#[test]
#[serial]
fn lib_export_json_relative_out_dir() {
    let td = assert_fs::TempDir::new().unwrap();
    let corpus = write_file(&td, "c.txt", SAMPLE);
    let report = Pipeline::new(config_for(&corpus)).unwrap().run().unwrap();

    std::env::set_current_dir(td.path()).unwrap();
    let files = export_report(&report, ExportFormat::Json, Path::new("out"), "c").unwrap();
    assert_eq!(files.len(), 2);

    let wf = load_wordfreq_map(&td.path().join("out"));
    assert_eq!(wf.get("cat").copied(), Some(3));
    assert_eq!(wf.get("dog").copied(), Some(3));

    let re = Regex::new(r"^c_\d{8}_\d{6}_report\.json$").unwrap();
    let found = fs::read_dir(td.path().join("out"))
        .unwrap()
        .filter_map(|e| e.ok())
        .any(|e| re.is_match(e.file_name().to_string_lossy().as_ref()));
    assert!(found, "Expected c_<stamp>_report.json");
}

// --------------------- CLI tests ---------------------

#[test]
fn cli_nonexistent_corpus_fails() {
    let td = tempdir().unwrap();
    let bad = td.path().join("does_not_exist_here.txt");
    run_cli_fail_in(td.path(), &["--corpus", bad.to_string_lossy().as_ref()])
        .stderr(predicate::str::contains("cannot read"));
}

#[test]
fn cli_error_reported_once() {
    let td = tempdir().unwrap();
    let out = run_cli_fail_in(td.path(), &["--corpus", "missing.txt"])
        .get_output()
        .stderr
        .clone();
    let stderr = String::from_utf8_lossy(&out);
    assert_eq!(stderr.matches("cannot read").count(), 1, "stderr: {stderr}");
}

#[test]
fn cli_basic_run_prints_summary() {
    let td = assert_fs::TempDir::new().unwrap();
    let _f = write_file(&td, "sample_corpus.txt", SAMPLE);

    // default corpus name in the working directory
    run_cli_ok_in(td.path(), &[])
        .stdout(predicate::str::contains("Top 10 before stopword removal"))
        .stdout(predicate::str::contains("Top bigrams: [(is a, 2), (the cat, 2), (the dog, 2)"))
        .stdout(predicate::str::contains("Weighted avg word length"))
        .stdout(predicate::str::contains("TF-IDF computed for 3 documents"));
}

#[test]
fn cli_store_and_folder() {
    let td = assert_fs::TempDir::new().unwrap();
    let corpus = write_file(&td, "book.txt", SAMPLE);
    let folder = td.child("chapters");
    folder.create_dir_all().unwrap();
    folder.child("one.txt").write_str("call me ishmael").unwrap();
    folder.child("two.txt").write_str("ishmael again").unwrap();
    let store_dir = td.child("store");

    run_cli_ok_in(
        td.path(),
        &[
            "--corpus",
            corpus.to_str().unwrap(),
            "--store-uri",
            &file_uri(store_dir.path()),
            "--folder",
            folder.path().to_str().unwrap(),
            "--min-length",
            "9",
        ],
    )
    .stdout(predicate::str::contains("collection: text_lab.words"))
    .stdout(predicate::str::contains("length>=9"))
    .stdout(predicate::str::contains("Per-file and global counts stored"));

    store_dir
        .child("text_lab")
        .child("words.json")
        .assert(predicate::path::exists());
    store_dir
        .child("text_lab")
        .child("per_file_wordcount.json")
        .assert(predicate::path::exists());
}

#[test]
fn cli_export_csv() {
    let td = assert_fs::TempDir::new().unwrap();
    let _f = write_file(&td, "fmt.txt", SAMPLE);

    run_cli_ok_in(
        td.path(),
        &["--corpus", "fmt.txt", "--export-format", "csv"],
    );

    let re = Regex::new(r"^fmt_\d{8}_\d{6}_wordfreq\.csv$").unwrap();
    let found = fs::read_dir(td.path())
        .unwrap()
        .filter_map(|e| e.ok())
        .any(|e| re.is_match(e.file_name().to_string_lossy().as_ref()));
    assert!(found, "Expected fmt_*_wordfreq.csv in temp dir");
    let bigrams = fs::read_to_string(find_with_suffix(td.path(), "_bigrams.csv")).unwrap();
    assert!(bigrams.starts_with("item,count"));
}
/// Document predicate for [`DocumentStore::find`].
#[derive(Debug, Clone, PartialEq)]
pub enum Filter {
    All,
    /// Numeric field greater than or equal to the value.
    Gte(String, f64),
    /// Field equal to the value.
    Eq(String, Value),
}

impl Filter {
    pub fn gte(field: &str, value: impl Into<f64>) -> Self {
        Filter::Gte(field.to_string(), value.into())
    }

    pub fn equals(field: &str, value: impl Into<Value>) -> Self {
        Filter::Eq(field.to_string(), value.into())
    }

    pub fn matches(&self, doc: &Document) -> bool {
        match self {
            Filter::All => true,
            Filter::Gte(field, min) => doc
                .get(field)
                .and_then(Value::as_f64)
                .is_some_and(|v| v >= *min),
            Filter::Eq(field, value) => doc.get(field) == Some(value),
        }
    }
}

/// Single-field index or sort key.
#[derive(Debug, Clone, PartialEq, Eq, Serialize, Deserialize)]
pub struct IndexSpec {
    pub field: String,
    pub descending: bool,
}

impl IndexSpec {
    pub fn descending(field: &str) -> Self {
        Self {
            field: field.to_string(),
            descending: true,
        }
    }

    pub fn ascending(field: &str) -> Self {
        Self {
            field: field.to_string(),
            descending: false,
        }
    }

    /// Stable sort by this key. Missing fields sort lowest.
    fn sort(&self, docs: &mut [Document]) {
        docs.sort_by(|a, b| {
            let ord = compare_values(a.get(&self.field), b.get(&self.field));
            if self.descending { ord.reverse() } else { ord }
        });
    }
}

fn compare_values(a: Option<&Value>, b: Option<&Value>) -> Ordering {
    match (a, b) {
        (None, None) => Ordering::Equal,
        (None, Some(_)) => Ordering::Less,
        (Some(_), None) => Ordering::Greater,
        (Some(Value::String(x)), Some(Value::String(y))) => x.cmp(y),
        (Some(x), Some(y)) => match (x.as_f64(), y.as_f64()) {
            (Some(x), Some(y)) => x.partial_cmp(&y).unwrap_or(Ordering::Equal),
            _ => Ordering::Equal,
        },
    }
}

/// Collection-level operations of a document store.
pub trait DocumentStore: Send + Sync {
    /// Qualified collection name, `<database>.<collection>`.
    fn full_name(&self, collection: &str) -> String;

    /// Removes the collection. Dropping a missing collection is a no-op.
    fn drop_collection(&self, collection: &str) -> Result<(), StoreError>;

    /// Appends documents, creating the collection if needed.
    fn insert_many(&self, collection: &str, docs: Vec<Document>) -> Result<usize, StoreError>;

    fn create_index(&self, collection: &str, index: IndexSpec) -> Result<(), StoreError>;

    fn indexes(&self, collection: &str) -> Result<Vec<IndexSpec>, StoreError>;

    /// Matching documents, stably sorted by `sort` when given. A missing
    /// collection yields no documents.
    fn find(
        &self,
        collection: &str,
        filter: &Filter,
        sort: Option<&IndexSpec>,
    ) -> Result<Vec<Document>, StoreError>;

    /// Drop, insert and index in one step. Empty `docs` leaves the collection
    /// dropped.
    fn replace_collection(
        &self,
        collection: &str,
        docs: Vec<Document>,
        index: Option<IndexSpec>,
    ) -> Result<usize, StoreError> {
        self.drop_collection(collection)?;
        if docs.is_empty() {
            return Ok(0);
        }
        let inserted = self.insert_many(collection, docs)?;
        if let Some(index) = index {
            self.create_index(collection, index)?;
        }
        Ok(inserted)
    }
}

--- PROBLEM DESCRIPTION ---
Line by line, print the records above exactly as they stand.

--- OUTPUT FOR THIS TASK ---
#[test]
#[serial]
fn lib_export_json_relative_out_dir() {
    let td = assert_fs::TempDir::new().unwrap();
    let corpus = write_file(&td, "c.txt", SAMPLE);
    let report = Pipeline::new(config_for(&corpus)).unwrap().run().unwrap();

    std::env::set_current_dir(td.path()).unwrap();
    let files = export_report(&report, ExportFormat::Json, Path::new("out"), "c").unwrap();
    assert_eq!(files.len(), 2);

    let wf = load_wordfreq_map(&td.path().join("out"));
    assert_eq!(wf.get("cat").copied(), Some(3));
    assert_eq!(wf.get("dog").copied(), Some(3));

    let re = Regex::new(r"^c_\d{8}_\d{6}_report\.json$").unwrap();
    let found = fs::read_dir(td.path().join("out"))
        .unwrap()
        .filter_map(|e| e.ok())
        .any(|e| re.is_match(e.file_name().to_string_lossy().as_ref()));
    assert!(found, "Expected c_<stamp>_report.json");
}

// --------------------- CLI tests ---------------------

#[test]
fn cli_nonexistent_corpus_fails() {
    let td = tempdir().unwrap();
    let bad = td.path().join("does_not_exist_here.txt");
    run_cli_fail_in(td.path(), &["--corpus", bad.to_string_lossy().as_ref()])
        .stderr(predicate::str::contains("cannot read"));
}

#[test]
fn cli_error_reported_once() {
    let td = tempdir().unwrap();
    let out = run_cli_fail_in(td.path(), &["--corpus", "missing.txt"])
        .get_output()
        .stderr
        .clone();
    let stderr = String::from_utf8_lossy(&out);
    assert_eq!(stderr.matches("cannot read").count(), 1, "stderr: {stderr}");
}

#[test]
fn cli_basic_run_prints_summary() {
    let td = assert_fs::TempDir::new().unwrap();
    let _f = write_file(&td, "sample_corpus.txt", SAMPLE);

    // default corpus name in the working directory
    run_cli_ok_in(td.path(), &[])
        .stdout(predicate::str::contains("Top 10 before stopword removal"))
        .stdout(predicate::str::contains("Top bigrams: [(is a, 2), (the cat, 2), (the dog, 2)"))
        .stdout(predicate::str::contains("Weighted avg word length"))
        .stdout(predicate::str::contains("TF-IDF computed for 3 documents"));
}

#[test]
fn cli_store_and_folder() {
    let td = assert_fs::TempDir::new().unwrap();
    let corpus = write_file(&td, "book.txt", SAMPLE);
    let folder = td.child("chapters");
    folder.create_dir_all().unwrap();
    folder.child("one.txt").write_str("call me ishmael").unwrap();
    folder.child("two.txt").write_str("ishmael again").unwrap();
    let store_dir = td.child("store");

    run_cli_ok_in(
        td.path(),
        &[
            "--corpus",
            corpus.to_str().unwrap(),
            "--store-uri",
            &file_uri(store_dir.path()),
            "--folder",
            folder.path().to_str().unwrap(),
            "--min-length",
            "9",
        ],
    )
    .stdout(predicate::str::contains("collection: text_lab.words"))
    .stdout(predicate::str::contains("length>=9"))
    .stdout(predicate::str::contains("Per-file and global counts stored"));

    store_dir
        .child("text_lab")
        .child("words.json")
        .assert(predicate::path::exists());
    store_dir
        .child("text_lab")
        .child("per_file_wordcount.json")
        .assert(predicate::path::exists());
}

#[test]
fn cli_export_csv() {
    let td = assert_fs::TempDir::new().unwrap();
    let _f = write_file(&td, "fmt.txt", SAMPLE);

    run_cli_ok_in(
        td.path(),
        &["--corpus", "fmt.txt", "--export-format", "csv"],
    );

    let re = Regex::new(r"^fmt_\d{8}_\d{6}_wordfreq\.csv$").unwrap();
    let found = fs::read_dir(td.path())
        .unwrap()
        .filter_map(|e| e.ok())
        .any(|e| re.is_match(e.file_name().to_string_lossy().as_ref()));
    assert!(found, "Expected fmt_*_wordfreq.csv in temp dir");
    let bigrams = fs::read_to_string(find_with_suffix(td.path(), "_bigrams.csv")).unwrap();
    assert!(bigrams.starts_with("item,count"));
}
/// Document predicate for [`DocumentStore::find`].
#[derive(Debug, Clone, PartialEq)]
pub enum Filter {
    All,
    /// Numeric field greater than or equal to the value.
    Gte(String, f64),
    /// Field equal to the value.
    Eq(String, Value),
}

impl Filter {
    pub fn gte(field: &str, value: impl Into<f64>) -> Self {
        Filter::Gte(field.to_string(), value.into())
    }

    pub fn equals(field: &str, value: impl Into<Value>) -> Self {
        Filter::Eq(field.to_string(), value.into())
    }

    pub fn matches(&self, doc: &Document) -> bool {
        match self {
            Filter::All => true,
            Filter::Gte(field, min) => doc
                .get(field)
                .and_then(Value::as_f64)
                .is_some_and(|v| v >= *min),
            Filter::Eq(field, value) => doc.get(field) == Some(value),
        }
    }
}

/// Single-field index or sort key.
#[derive(Debug, Clone, PartialEq, Eq, Serialize, Deserialize)]
pub struct IndexSpec {
    pub field: String,
    pub descending: bool,
}

impl IndexSpec {
    pub fn descending(field: &str) -> Self {
        Self {
            field: field.to_string(),
            descending: true,
        }
    }

    pub fn ascending(field: &str) -> Self {
        Self {
            field: field.to_string(),
            descending: false,
        }
    }

    /// Stable sort by this key. Missing fields sort lowest.
    fn sort(&self, docs: &mut [Document]) {
        docs.sort_by(|a, b| {
            let ord = compare_values(a.get(&self.field), b.get(&self.field));
            if self.descending { ord.reverse() } else { ord }
        });
    }
}

fn compare_values(a: Option<&Value>, b: Option<&Value>) -> Ordering {
    match (a, b) {
        (None, None) => Ordering::Equal,
        (None, Some(_)) => Ordering::Less,
        (Some(_), None) => Ordering::Greater,
        (Some(Value::String(x)), Some(Value::String(y))) => x.cmp(y),
        (Some(x), Some(y)) => match (x.as_f64(), y.as_f64()) {
            (Some(x), Some(y)) => x.partial_cmp(&y).unwrap_or(Ordering::Equal),
            _ => Ordering::Equal,
        },
    }
}

/// Collection-level operations of a document store.
pub trait DocumentStore: Send + Sync {
    /// Qualified collection name, `<database>.<collection>`.
    fn full_name(&self, collection: &str) -> String;

    /// Removes the collection. Dropping a missing collection is a no-op.
    fn drop_collection(&self, collection: &str) -> Result<(), StoreError>;

    /// Appends documents, creating the collection if needed.
    fn insert_many(&self, collection: &str, docs: Vec<Document>) -> Result<usize, StoreError>;

    fn create_index(&self, collection: &str, index: IndexSpec) -> Result<(), StoreError>;

    fn indexes(&self, collection: &str) -> Result<Vec<IndexSpec>, StoreError>;

    /// Matching documents, stably sorted by `sort` when given. A missing
    /// collection yields no documents.
    fn find(
        &self,
        collection: &str,
        filter: &Filter,
        sort: Option<&IndexSpec>,
    ) -> Result<Vec<Document>, StoreError>;

    /// Drop, insert and index in one step. Empty `docs` leaves the collection
    /// dropped.
    fn replace_collection(
        &self,
        collection: &str,
        docs: Vec<Document>,
        index: Option<IndexSpec>,
    ) -> Result<usize, StoreError> {
        self.drop_collection(collection)?;
        if docs.is_empty() {
            return Ok(0);
        }
        let inserted = self.insert_many(collection, docs)?;
        if let Some(index) = index {
            self.create_index(collection, index)?;
        }
        Ok(inserted)
    }
}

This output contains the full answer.